Siento choque, evitación, indiferencia. Hay tanto en la ría humana. La adrenalina no fluye, se acumula el cansancio. Se cortan calles, se tapan arterias, pero nada se detiene. Atropello sin sentido.

Yo, como en espera, pero no creo buscar nada.

Me aparto de la marea, camino esquivando. Allí está la confitería y su gran puerta.

Entro.

Me siento en el rincón, hacia la derecha, junto al vidrio.

El corazón late con prisa. Un té, por favor, le pido al mozo que se acerca.

Miro el andar exterior, desde dentro, desde mí, la compulsión al apuro me apabulla.

Creo ver cierta rigurosidad, casi un patrón en ese ir y venir a algún lado.

Yo, detenida en el vértigo, aquieto, respiro más tranquila.

Curioseo mi imagen, como en un reflejo borroso.

Deambulo el presente añorando.

Ando vaciada de paisaje.

En la plaza, una mujer alimenta a las palomas. Camino lento ya. Voy hacia el auto, lo dejé a unas cuadras. Cruzo en diagonal la explanada. Un hombre lee en el banco verde debajo del ombú. Toda una rareza, pienso. En otro banco otro hombre expele el humo del cigarrillo, parece estar allí solo para mirar a los que como yo pasamos delante de él. Una pareja viene de frente tomados de la mano. Sonrío.

Ya cerca del garaje donde dejé el coche, veo una verdulería. Aprovecho a comprar algunas frutas. Mientras me convidan uvas, intercambiamos comentarios. La verdulera me cuenta que vive lejos, que su viaje es diario, que sin embargo le va muy bien en este barrio, y… qué se le va a hacer. Otra persona me saluda detrás de una ventana, al sentirse observada con el tejido entre las manos.

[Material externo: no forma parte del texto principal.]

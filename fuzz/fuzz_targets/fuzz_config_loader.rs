#![no_main]
use libfuzzer_sys::fuzz_target;

fuzz_target!(|data: &str| {
    // Parse and validation errors are fine; panics are not.
    let Ok(cfg) = glyco_config::load_toml(data) else {
        return;
    };
    if cfg.validate().is_err() {
        return;
    }
    // A validated config must convert into engine settings and schedules.
    let settings = glyco_core::ForecastSettings::from(&cfg);
    assert!(settings.validate().is_ok());
    assert!(glyco_core::InMemoryHistory::try_from(&cfg.schedules).is_ok());
});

Una leve brisa de ternura me roza, me aferro a ella. La calle parece algo menos ruidosa.

Ya frente al volante, decido no prender la radio como suelo hacer. Doblo en la segunda bocacalle, me dirijo hacia el norte. Es allí donde vivo.

Antes de llegar al entramado de rutas de acceso a la autovía, tengo una idea. En una maniobra repentina, cambio el rumbo. Busco una calle, cualquiera. Entro en ella, la transito. Cruzo avenidas empedradas, elijo nuevas calles. El regreso se lentificó. Prendo la radio y moviendo el dial comienzo a tararear.

Ya cerca de casa, encuentro las calles de tierra, me alegran los perros, el vecino cortando el pasto.